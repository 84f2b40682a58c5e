//! HTML entity and regular expression escaping.

/// Converts `& < > " '` to their HTML entities.
///
/// # Examples
///
/// ```rust
/// use rudash::string::escape;
///
/// assert_eq!(escape("<>"), "&lt;&gt;");
/// assert_eq!(escape(r#"fred, "barney" & 'pebbles'"#), "fred, &#34;barney&#34; &amp; &#39;pebbles&#39;");
/// ```
pub fn escape(text: &str) -> String {
    let mut result = String::with_capacity(text.len());
    for character in text.chars() {
        match character {
            '&' => result.push_str("&amp;"),
            '<' => result.push_str("&lt;"),
            '>' => result.push_str("&gt;"),
            '"' => result.push_str("&#34;"),
            '\'' => result.push_str("&#39;"),
            other => result.push(other),
        }
    }
    result
}

/// The inverse of [`escape`]: converts HTML character references back to
/// characters.
///
/// Decoding follows the HTML rules for text content: every named entity is
/// recognized, legacy names such as `&amp` need no trailing semicolon, and
/// numeric references to NUL, surrogates or out-of-range code points become
/// U+FFFD. Text that is not a reference stays as is.
///
/// # Examples
///
/// ```rust
/// use rudash::string::unescape;
///
/// assert_eq!(unescape("&lt;&gt;"), "<>");
/// assert_eq!(unescape("fred &amp; &#x27;pebbles&#39;"), "fred & 'pebbles'");
/// assert_eq!(unescape("&copy; 2024"), "\u{a9} 2024");
/// assert_eq!(unescape("&unknown;"), "&unknown;");
/// ```
pub fn unescape(text: &str) -> String {
    htmlize::unescape(text).into_owned()
}

/// Escapes the regular expression meta characters in `text`, so the result
/// matches `text` literally.
///
/// # Examples
///
/// ```rust
/// use rudash::string::escape_reg_exp;
///
/// assert_eq!(escape_reg_exp("[lodash](https://lodash.com/)"), r"\[lodash\]\(https://lodash\.com/\)");
/// ```
pub fn escape_reg_exp(text: &str) -> String {
    regex::escape(text)
}
//! Building new sequences and mappings out of existing ones.

use std::fmt::Display;
use std::hash::Hash;

use crate::hash::{HashMap, new_map};

/// Removes the zero-like values, i.e. every element equal to
/// `T::default()`: `None`, `false`, `0`, `""`.
///
/// # Examples
///
/// ```rust
/// use rudash::sequence::compact;
///
/// assert_eq!(compact(&[0, 1, 0, 2]), vec![1, 2]);
/// assert_eq!(compact(&["", "a", ""]), vec!["a"]);
/// assert_eq!(compact(&[Some(1), None, Some(0)]), vec![Some(1), Some(0)]);
/// ```
pub fn compact<T: Clone + Default + PartialEq>(items: &[T]) -> Vec<T> {
    let zero = T::default();
    items.iter().filter(|item| **item != zero).cloned().collect()
}

/// Creates a new vector holding `items` followed by `more`.
///
/// # Examples
///
/// ```rust
/// use rudash::sequence::concat;
///
/// assert_eq!(concat(&[1, 2], &[3]), vec![1, 2, 3]);
/// ```
pub fn concat<T: Clone>(items: &[T], more: &[T]) -> Vec<T> {
    let mut result = Vec::with_capacity(items.len() + more.len());
    result.extend_from_slice(items);
    result.extend_from_slice(more);
    result
}

/// Concatenates every slice in order.
///
/// # Examples
///
/// ```rust
/// use rudash::sequence::concat_slices;
///
/// assert_eq!(concat_slices(&[&[1][..], &[2, 3], &[]]), vec![1, 2, 3]);
/// ```
pub fn concat_slices<T: Clone>(slices: &[&[T]]) -> Vec<T> {
    slices.concat()
}

/// Converts every element to a string and joins them with `separator`.
///
/// # Examples
///
/// ```rust
/// use rudash::sequence::join;
///
/// assert_eq!(join(&['a', 'b', 'c'], "~"), "a~b~c");
/// assert_eq!(join::<i32>(&[], ","), "");
/// ```
pub fn join<T: Display>(items: &[T], separator: &str) -> String {
    items
        .iter()
        .map(ToString::to_string)
        .collect::<Vec<_>>()
        .join(separator)
}

/// Builds a mapping out of key-value pairs. When a key repeats, the last
/// pair wins.
///
/// # Examples
///
/// ```rust
/// use rudash::sequence::from_pairs;
///
/// let mapping = from_pairs([("a", 1), ("b", 2), ("a", 3)]);
/// assert_eq!(mapping.len(), 2);
/// assert_eq!(mapping["a"], 3);
/// ```
pub fn from_pairs<K, V, I>(pairs: I) -> HashMap<K, V>
where
    K: Eq + Hash,
    I: IntoIterator<Item = (K, V)>,
{
    let mut result = new_map();
    result.extend(pairs);
    result
}

/// Groups the elements at the same position of every slice. Slices shorter
/// than the longest one contribute `None`.
///
/// # Examples
///
/// ```rust
/// use rudash::sequence::zip;
///
/// let zipped = zip(&[&[1, 2][..], &[10]]);
/// assert_eq!(zipped, vec![vec![Some(1), Some(10)], vec![Some(2), None]]);
/// ```
pub fn zip<T: Clone>(slices: &[&[T]]) -> Vec<Vec<Option<T>>> {
    let longest = slices.iter().map(|slice| slice.len()).max().unwrap_or(0);
    (0..longest)
        .map(|index| {
            slices
                .iter()
                .map(|slice| slice.get(index).cloned())
                .collect()
        })
        .collect()
}

/// Like [`zip`], but combines every group with `iteratee`.
///
/// # Examples
///
/// ```rust
/// use rudash::sequence::zip_with;
///
/// let sums = zip_with(&[&[1, 2][..], &[10, 20], &[100]], |group| {
///     group.iter().flatten().sum::<i32>()
/// });
/// assert_eq!(sums, vec![111, 22]);
/// ```
pub fn zip_with<T, U, F>(slices: &[&[T]], mut iteratee: F) -> Vec<U>
where
    T: Clone,
    F: FnMut(&[Option<T>]) -> U,
{
    zip(slices).iter().map(|group| iteratee(group)).collect()
}

#[cfg(test)]
mod tests {
    use super::*;
    use rstest::rstest;

    #[rstest]
    fn test_compact_booleans() {
        assert_eq!(compact(&[true, false, true]), vec![true, true]);
    }

    #[rstest]
    fn test_compact_does_not_recurse() {
        let nested = vec![vec![0], vec![], vec![1]];
        assert_eq!(compact(&nested), vec![vec![0], vec![1]]);
    }

    #[rstest]
    fn test_zip_of_nothing() {
        assert!(zip::<i32>(&[]).is_empty());
    }

    #[rstest]
    fn test_from_pairs_empty() {
        let mapping = from_pairs(Vec::<(i32, i32)>::new());
        assert!(mapping.is_empty());
    }

    #[rstest]
    fn test_join_single() {
        assert_eq!(join(&[42], ", "), "42");
    }
}
#![cfg(feature = "collection")]
//! Integration tests for the collection operations.

use rudash::collection::{
    count_by, every, filter, find, find_last, flat_map, flat_map_deep, for_each, group_by,
    includes, map, reduce, reduce_right, reduce_with_initial, reject, size, some, sort_by,
};
use rudash::nested;
use rudash::sequence::Nested;
use rstest::rstest;

#[derive(Clone, Debug, PartialEq)]
struct Order {
    customer: &'static str,
    total: f64,
}

fn orders() -> Vec<Order> {
    vec![
        Order { customer: "ana", total: 12.5 },
        Order { customer: "bo", total: 3.0 },
        Order { customer: "ana", total: 7.5 },
        Order { customer: "cy", total: 30.0 },
    ]
}

// =============================================================================
// Grouping
// =============================================================================

#[rstest]
fn test_group_by_floor_scenario() {
    let groups = group_by(&[6.1, 4.2, 6.3], |value: &f64| value.floor() as i64);
    assert_eq!(groups.len(), 2);
    assert_eq!(groups[&6], vec![6.1, 6.3]);
    assert_eq!(groups[&4], vec![4.2]);
}

#[rstest]
fn test_group_by_then_reduce_totals() {
    let groups = group_by(&orders(), |order| order.customer);
    let ana_total = reduce_with_initial(&groups["ana"], 0.0, |sum, order| sum + order.total);
    assert!((ana_total - 20.0).abs() < f64::EPSILON);
    assert_eq!(groups["cy"].len(), 1);
}

#[rstest]
fn test_count_by_customer() {
    let counts = count_by(&orders(), |order| order.customer);
    assert_eq!(counts["ana"], 2);
    assert_eq!(counts["bo"], 1);
    assert!(!counts.contains_key("dee"));
}

// =============================================================================
// Iteration and folding
// =============================================================================

#[rstest]
fn test_map_filter_reduce_pipeline() {
    let totals = map(&orders(), |order| order.total);
    let large = filter(&totals, |total| *total > 5.0);
    assert_eq!(large, vec![12.5, 7.5, 30.0]);
    assert_eq!(reduce(&large, |sum, total| sum + total), Some(50.0));
}

#[rstest]
fn test_reject_complements_filter() {
    let small = reject(&orders(), |order| order.total > 5.0);
    assert_eq!(small, vec![Order { customer: "bo", total: 3.0 }]);
}

#[rstest]
fn test_reduce_right_builds_reversed_text() {
    let letters = ["a".to_string(), "b".to_string(), "c".to_string()];
    assert_eq!(reduce_right(&letters, |text, letter| text + letter).as_deref(), Some("cba"));
}

#[rstest]
fn test_for_each_collects_indices() {
    let mut indices = Vec::new();
    let items = for_each(&orders(), |_, index| indices.push(index)).len();
    assert_eq!(indices, vec![0, 1, 2, 3]);
    assert_eq!(items, 4);
}

#[rstest]
#[case(vec![], true, false)]
#[case(vec![2, 4], true, true)]
#[case(vec![1, 2], false, true)]
#[case(vec![1, 3], false, false)]
fn test_every_and_some(#[case] items: Vec<i32>, #[case] all_even: bool, #[case] any_even: bool) {
    assert_eq!(every(&items, |value| value % 2 == 0), all_even);
    assert_eq!(some(&items, |value| value % 2 == 0), any_even);
}

#[rstest]
fn test_includes_and_size() {
    let items = ["x", "y"];
    assert!(includes(&items, &"y"));
    assert!(!includes(&items, &"z"));
    assert_eq!(size(&items), 2);
}

// =============================================================================
// Searching and sorting
// =============================================================================

#[rstest]
fn test_find_and_find_last() {
    let all = orders();
    assert_eq!(find(&all, |order| order.customer == "ana").map(|order| order.total), Some(12.5));
    assert_eq!(find_last(&all, |order| order.customer == "ana").map(|order| order.total), Some(7.5));
    assert!(find(&all, |order| order.total > 100.0).is_none());
}

#[rstest]
fn test_sort_by_total_is_stable() {
    let mut all = orders();
    all.push(Order { customer: "dee", total: 3.0 });
    let sorted = sort_by(&all, |order| order.total);
    let customers: Vec<&str> = sorted.iter().map(|order| order.customer).collect();
    assert_eq!(customers, vec!["bo", "dee", "ana", "ana", "cy"]);
}

#[rstest]
fn test_sort_by_nan_keeps_position() {
    let sorted = sort_by(&[3.0, 1.0, f64::NAN, 2.0], |value| *value);
    assert_eq!(&sorted[..2], &[1.0, 3.0]);
    assert!(sorted[2].is_nan());
    assert_eq!(sorted[3], 2.0);
}

// =============================================================================
// Flat mapping
// =============================================================================

#[rstest]
fn test_flat_map_words_into_letters() {
    let words = ["ab", "c"];
    let letters = flat_map_deep(&words, |word| Nested::from_values(word.chars()));
    assert_eq!(letters, vec!['a', 'b', 'c']);
}

#[rstest]
fn test_flat_map_keeps_deeper_levels() {
    let result = flat_map(&[1, 2], |value| {
        Nested::Sequence(vec![Nested::Scalar(*value), Nested::from_values([*value * 10])])
    });
    assert_eq!(result, nested![1, [10], 2, [20]]);
}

Work required:
From the data above, show each line that contains "PartialEq".

Written answer:
pub fn compact<T: Clone + Default + PartialEq>(items: &[T]) -> Vec<T> {
#[derive(Clone, Debug, PartialEq)]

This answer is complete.